Consider a network \(f_L\) with \(L\) layers that achieves some training error. Now construct a deeper network \(f_{L+k}\) by appending \(k\) extra layers. There is a simple existence argument that the deeper network should be at least as good as the shallower one: set the first \(L\) layers equal to those of \(f_L\), and make each of the \(k\) new layers compute the identity map. The deeper network then reproduces the shallower network exactly, so its training error cannot be higher. By this reasoning depth should never degrade training performance.

Empirically, the opposite was observed. He and colleagues documented that plain stacked convolutional networks reached a point where deeper variants had higher training error than shallower ones, even though the shallow solution was embeddable in the deep architecture. A 56 layer plain network underperformed a 20 layer plain network on the training set of CIFAR-10. This is the degradation problem: accuracy saturates and then declines as depth grows, and the decline shows up in training error, not just test error.
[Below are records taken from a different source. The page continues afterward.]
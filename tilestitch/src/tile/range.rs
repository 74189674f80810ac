//! Rectangular tile ranges and bounding-box enumeration.

use std::fmt;

use serde::Serialize;

use crate::coord::{
    lat_to_tile_fy, lat_to_tile_y, lon_to_tile_fx, lon_to_tile_x, BoundingBox, TileIndex,
};

/// Inclusive rectangle of tile indices at a single zoom level.
#[derive(Debug, Clone, Copy, PartialEq, Eq, Hash, Serialize)]
pub struct TileRange {
    pub min_x: i64,
    pub min_y: i64,
    pub max_x: i64,
    pub max_y: i64,
    pub zoom: u8,
}

impl TileRange {
    /// Creates a range from inclusive corner indices, normalizing each axis.
    pub fn new(x1: i64, y1: i64, x2: i64, y2: i64, zoom: u8) -> Self {
        Self {
            min_x: x1.min(x2),
            min_y: y1.min(y2),
            max_x: x1.max(x2),
            max_y: y1.max(y2),
            zoom,
        }
    }

    /// Computes the bounding rectangle of a set of tiles.
    ///
    /// # Panics
    ///
    /// Panics if `tiles` is empty or if the tiles do not all share one zoom
    /// level. Both are caller contract violations.
    pub fn from_tiles(tiles: &[TileIndex]) -> Self {
        let first = tiles
            .first()
            .unwrap_or_else(|| panic!("a tile range needs at least one tile"));
        let zoom = first.zoom;

        let mut range = Self::new(first.x, first.y, first.x, first.y, zoom);
        for tile in &tiles[1..] {
            assert_eq!(
                tile.zoom, zoom,
                "all tiles must share one zoom level: found {} alongside zoom {}",
                tile, zoom
            );
            range.min_x = range.min_x.min(tile.x);
            range.min_y = range.min_y.min(tile.y);
            range.max_x = range.max_x.max(tile.x);
            range.max_y = range.max_y.max(tile.y);
        }
        range
    }

    /// Number of tile columns, saturating at `u64::MAX`.
    #[inline]
    pub fn width(&self) -> u64 {
        span(self.min_x, self.max_x)
    }

    /// Number of tile rows, saturating at `u64::MAX`.
    #[inline]
    pub fn height(&self) -> u64 {
        span(self.min_y, self.max_y)
    }

    /// Total number of tiles in the range, saturating at `u64::MAX`.
    ///
    /// Boxes reaching far past the world produce ranges too large to count;
    /// those report `u64::MAX` so any tile limit rejects them.
    #[inline]
    pub fn len(&self) -> u64 {
        self.width().saturating_mul(self.height())
    }

    /// Always false; a range holds at least one tile.
    pub fn is_empty(&self) -> bool {
        false
    }

    /// Returns true if `tile` is at this zoom and inside the rectangle.
    pub fn contains(&self, tile: &TileIndex) -> bool {
        tile.zoom == self.zoom
            && (self.min_x..=self.max_x).contains(&tile.x)
            && (self.min_y..=self.max_y).contains(&tile.y)
    }

    /// Returns true if every tile lies within `[0, 2^zoom)`.
    pub fn is_within_world(&self) -> bool {
        TileIndex::new(self.min_x, self.min_y, self.zoom).is_valid()
            && TileIndex::new(self.max_x, self.max_y, self.zoom).is_valid()
    }

    /// Returns an iterator over every tile in the range.
    ///
    /// Tiles are yielded column by column: all rows of `min_x`, then all rows
    /// of `min_x + 1`, and so on.
    pub fn tiles(&self) -> TileRangeIterator {
        TileRangeIterator {
            range: *self,
            x: self.min_x,
            y: self.min_y,
            done: false,
        }
    }
}

impl IntoIterator for TileRange {
    type Item = TileIndex;
    type IntoIter = TileRangeIterator;

    fn into_iter(self) -> Self::IntoIter {
        self.tiles()
    }
}

impl fmt::Display for TileRange {
    fn fmt(&self, f: &mut fmt::Formatter<'_>) -> fmt::Result {
        write!(
            f,
            "z{} x[{}..={}] y[{}..={}] ({}×{})",
            self.zoom,
            self.min_x,
            self.max_x,
            self.min_y,
            self.max_y,
            self.width(),
            self.height()
        )
    }
}

/// Iterator over all tiles in a [`TileRange`].
#[derive(Debug, Clone)]
pub struct TileRangeIterator {
    range: TileRange,
    x: i64,
    y: i64,
    done: bool,
}

impl TileRangeIterator {
    fn remaining(&self) -> u64 {
        if self.done {
            return 0;
        }
        let full_columns = span(self.x, self.range.max_x) - 1;
        let current_column = span(self.y, self.range.max_y);
        full_columns
            .saturating_mul(self.range.height())
            .saturating_add(current_column)
    }
}

/// Inclusive count of `min..=max`, saturating at `u64::MAX`.
#[inline]
fn span(min: i64, max: i64) -> u64 {
    let count = i128::from(max) - i128::from(min) + 1;
    u64::try_from(count).unwrap_or(u64::MAX)
}

impl Iterator for TileRangeIterator {
    type Item = TileIndex;

    fn next(&mut self) -> Option<Self::Item> {
        if self.done {
            return None;
        }

        let tile = TileIndex::new(self.x, self.y, self.range.zoom);

        if self.y < self.range.max_y {
            self.y += 1;
        } else if self.x < self.range.max_x {
            self.y = self.range.min_y;
            self.x += 1;
        } else {
            self.done = true;
        }

        Some(tile)
    }

    fn size_hint(&self) -> (usize, Option<usize>) {
        let remaining = usize::try_from(self.remaining()).unwrap_or(usize::MAX);
        (remaining, Some(remaining))
    }
}

impl ExactSizeIterator for TileRangeIterator {}

/// Computes the rectangle of tiles covering `bbox` at `zoom`.
///
/// The northern edge maps to the smallest row because rows grow southward.
/// An eastern or southern edge lying exactly on a tile boundary does not pull
/// in the next tile, so the whole world at zoom 0 is the single tile
/// `(0, 0, 0)`. Indices are not clipped to the world: a box reaching past
/// ±180° or the Mercator latitude limit yields out-of-range indices.
pub fn tiles_for_bbox(bbox: &BoundingBox, zoom: u8) -> TileRange {
    let bbox = BoundingBox::new(bbox.west, bbox.south, bbox.east, bbox.north);

    let min_x = lon_to_tile_x(bbox.west, zoom);
    let min_y = lat_to_tile_y(bbox.north, zoom);
    let max_x = last_index(min_x, lon_to_tile_fx(bbox.east, zoom));
    let max_y = last_index(min_y, lat_to_tile_fy(bbox.south, zoom));

    TileRange {
        min_x,
        min_y,
        max_x,
        max_y,
        zoom,
    }
}

/// Index of the last tile touched by a closing edge at fractional position
/// `edge`, treating the edge as exclusive when it falls on a tile boundary.
#[inline]
fn last_index(first: i64, edge: f64) -> i64 {
    let last = edge.floor() as i64;
    if edge == edge.floor() && last > first {
        last - 1
    } else {
        last
    }
}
212.1.2 1.2 Why It Is Not Overfitting

The distinction matters. Overfitting produces low training error and high test error. Degradation produces high training error, so it cannot be cured by regularization or more data. It is an optimization pathology, not a generalization pathology. Two contributing factors are worth naming.

First, optimizers struggle to drive a stack of nonlinear layers toward the identity map. Layers initialized near zero compute something close to a linear projection followed by a nonlinearity, and asking many such layers to jointly approximate identity is a poorly conditioned target. Second, even with normalization techniques that tame the variance of activations and gradients, very deep plain networks present loss surfaces whose curvature and conditioning make first-order optimization slow. The conclusion the field reached was that the difficulty lay in the way the function was parameterized, and that a reparameterization could make the same function class far easier to fit.

212.2 2. The Residual Block

212.2.1 2.1 Reformulating the Target

The residual learning idea is a change of variables. Instead of asking a block of layers to learn a desired underlying mapping \(\mathcal{H}(x)\) directly, we ask it to learn the residual

\[ \mathcal{F}(x) = \mathcal{H}(x) - x, \]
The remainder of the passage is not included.